### TASK TO COMPLETE
How many lines in the listing below include the word "reason"? Answer with the number and nothing else.

*** Begin section ***

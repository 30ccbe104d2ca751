//! Catalog caching with FILE, MEMORY, and NONE modes.
//!
//! File mode tries a primary directory then a fallback directory, validates
//! structure, age, and package-version compatibility on load, and treats
//! every write as best-effort: cache failures degrade to a warning, never an
//! error.

use std::collections::BTreeMap;
use std::path::{Path, PathBuf};

use chrono::{DateTime, Duration, Utc};
use parking_lot::Mutex;
use serde::{Deserialize, Serialize};
use tracing::{debug, info, warn};

use super::types::{Catalog, CatalogMetadata, CatalogSource, ModelEntry};
use crate::config::{CacheMode, CatalogConfig};

const CACHE_FILENAME: &str = "model-catalog.json";

/// Persisted cache file layout. All top-level fields are required; a file
/// missing any of them is invalid.
#[derive(Debug, Serialize, Deserialize)]
struct CacheFile {
    package_version: String,
    models: BTreeMap<String, ModelEntry>,
    metadata: CacheFileMetadata,
}

#[derive(Debug, Serialize, Deserialize)]
struct CacheFileMetadata {
    source: CatalogSource,
    retrieval_timestamp: DateTime<Utc>,
    api_regions_queried: Vec<String>,
}

/// Manages catalog caching for one configured mode.
pub struct CacheManager {
    mode: CacheMode,
    locations: Vec<PathBuf>,
    max_age_hours: f64,
    memory: Mutex<Option<Catalog>>,
}

impl CacheManager {
    pub fn new(config: &CatalogConfig) -> Self {
        let locations = if config.cache_mode == CacheMode::File {
            let primary = config
                .cache_directory
                .clone()
                .unwrap_or_else(default_cache_directory);
            let fallback = std::env::temp_dir().join("stratus");
            vec![primary.join(CACHE_FILENAME), fallback.join(CACHE_FILENAME)]
        } else {
            Vec::new()
        };

        Self {
            mode: config.cache_mode,
            locations,
            max_age_hours: config.max_age_hours,
            memory: Mutex::new(None),
        }
    }

    #[cfg(test)]
    fn with_locations(locations: Vec<PathBuf>, max_age_hours: f64) -> Self {
        Self {
            mode: CacheMode::File,
            locations,
            max_age_hours,
            memory: Mutex::new(None),
        }
    }

    pub fn mode(&self) -> CacheMode {
        self.mode
    }

    /// Primary cache file path (file mode only).
    pub fn cache_file_path(&self) -> Option<&Path> {
        self.locations.first().map(PathBuf::as_path)
    }

    /// Load a valid cached catalog, if one exists.
    pub fn load(&self) -> Option<Catalog> {
        match self.mode {
            CacheMode::None => None,
            CacheMode::Memory => {
                let cached = self.memory.lock().clone();
                if let Some(catalog) = cached {
                    debug!("returning catalog from memory cache");
                    let mut catalog = catalog;
                    catalog.metadata.source = CatalogSource::CacheMemory;
                    Some(catalog)
                } else {
                    None
                }
            }
            CacheMode::File => {
                for path in &self.locations {
                    match self.load_file(path) {
                        Ok(catalog) => {
                            info!(
                                path = %path.display(),
                                models = catalog.model_count(),
                                "loaded model catalog from cache"
                            );
                            return Some(catalog);
                        }
                        Err(reason) => {
                            debug!(path = %path.display(), reason, "cache file not usable");
                        }
                    }
                }
                None
            }
        }
    }

    fn load_file(&self, path: &Path) -> Result<Catalog, String> {
        if !path.exists() {
            return Err("cache file does not exist".to_string());
        }

        let raw = std::fs::read_to_string(path).map_err(|e| e.to_string())?;
        let file: CacheFile = serde_json::from_str(&raw).map_err(|e| e.to_string())?;

        let age = Utc::now() - file.metadata.retrieval_timestamp;
        let max_age = Duration::seconds((self.max_age_hours * 3600.0) as i64);
        if age > max_age {
            return Err(format!(
                "cache expired (age {:.1}h)",
                age.num_seconds() as f64 / 3600.0
            ));
        }

        if !version_compatible(&file.package_version, env!("CARGO_PKG_VERSION")) {
            return Err(format!(
                "package version mismatch (cached {}, current {})",
                file.package_version,
                env!("CARGO_PKG_VERSION")
            ));
        }

        Ok(Catalog {
            models: file.models,
            metadata: CatalogMetadata {
                source: CatalogSource::CacheFile,
                retrieved_at: file.metadata.retrieval_timestamp,
                regions_queried: file.metadata.api_regions_queried,
                package_version: file.package_version,
            },
        })
    }

    /// Persist a catalog. Best-effort: failures are logged and swallowed so
    /// a retrieved catalog keeps working in memory.
    pub fn save(&self, catalog: &Catalog) {
        match self.mode {
            CacheMode::None => {}
            CacheMode::Memory => {
                *self.memory.lock() = Some(catalog.clone());
                debug!("catalog saved to memory cache");
            }
            CacheMode::File => {
                let file = CacheFile {
                    package_version: env!("CARGO_PKG_VERSION").to_string(),
                    models: catalog.models.clone(),
                    metadata: CacheFileMetadata {
                        source: catalog.metadata.source,
                        retrieval_timestamp: catalog.metadata.retrieved_at,
                        api_regions_queried: catalog.metadata.regions_queried.clone(),
                    },
                };

                let serialized = match serde_json::to_string_pretty(&file) {
                    Ok(serialized) => serialized,
                    Err(error) => {
                        warn!(%error, "failed to serialize catalog cache");
                        return;
                    }
                };

                for (i, path) in self.locations.iter().enumerate() {
                    if let Err(error) = write_cache_file(path, &serialized) {
                        warn!(path = %path.display(), %error, "failed to write catalog cache");
                        continue;
                    }
                    if i == 0 {
                        info!(path = %path.display(), "saved catalog to cache");
                    } else {
                        warn!(path = %path.display(), "catalog cache written to fallback location");
                    }
                    return;
                }

                warn!(
                    "catalog retrieved successfully but could not be written to any cache \
                     location; using retrieved data in memory"
                );
            }
        }
    }

    /// Remove cached state.
    pub fn clear(&self) {
        match self.mode {
            CacheMode::None => {}
            CacheMode::Memory => {
                *self.memory.lock() = None;
            }
            CacheMode::File => {
                if let Some(path) = self.cache_file_path()
                    && path.exists()
                    && let Err(error) = std::fs::remove_file(path)
                {
                    warn!(path = %path.display(), %error, "failed to delete cache file");
                }
            }
        }
    }
}

fn write_cache_file(path: &Path, contents: &str) -> std::io::Result<()> {
    if let Some(parent) = path.parent()
        && !parent.exists()
    {
        std::fs::create_dir_all(parent)?;
    }
    std::fs::write(path, contents)
}

fn default_cache_directory() -> PathBuf {
    dirs::data_dir()
        .unwrap_or_else(std::env::temp_dir)
        .join("stratus")
}

/// Compare `major.minor` components of two semantic versions. A patch-level
/// mismatch is deliberately tolerated so patch releases reuse the cache.
fn version_compatible(cached: &str, current: &str) -> bool {
    fn major_minor(version: &str) -> Option<(u64, u64)> {
        let mut parts = version.split('.');
        let major = parts.next()?.parse().ok()?;
        let minor = parts.next()?.parse().ok()?;
        Some((major, minor))
    }

    match (major_minor(cached), major_minor(current)) {
        (Some(a), Some(b)) => a == b,
        _ => false,
    }
}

*** End section ***

### ANSWER BOX
2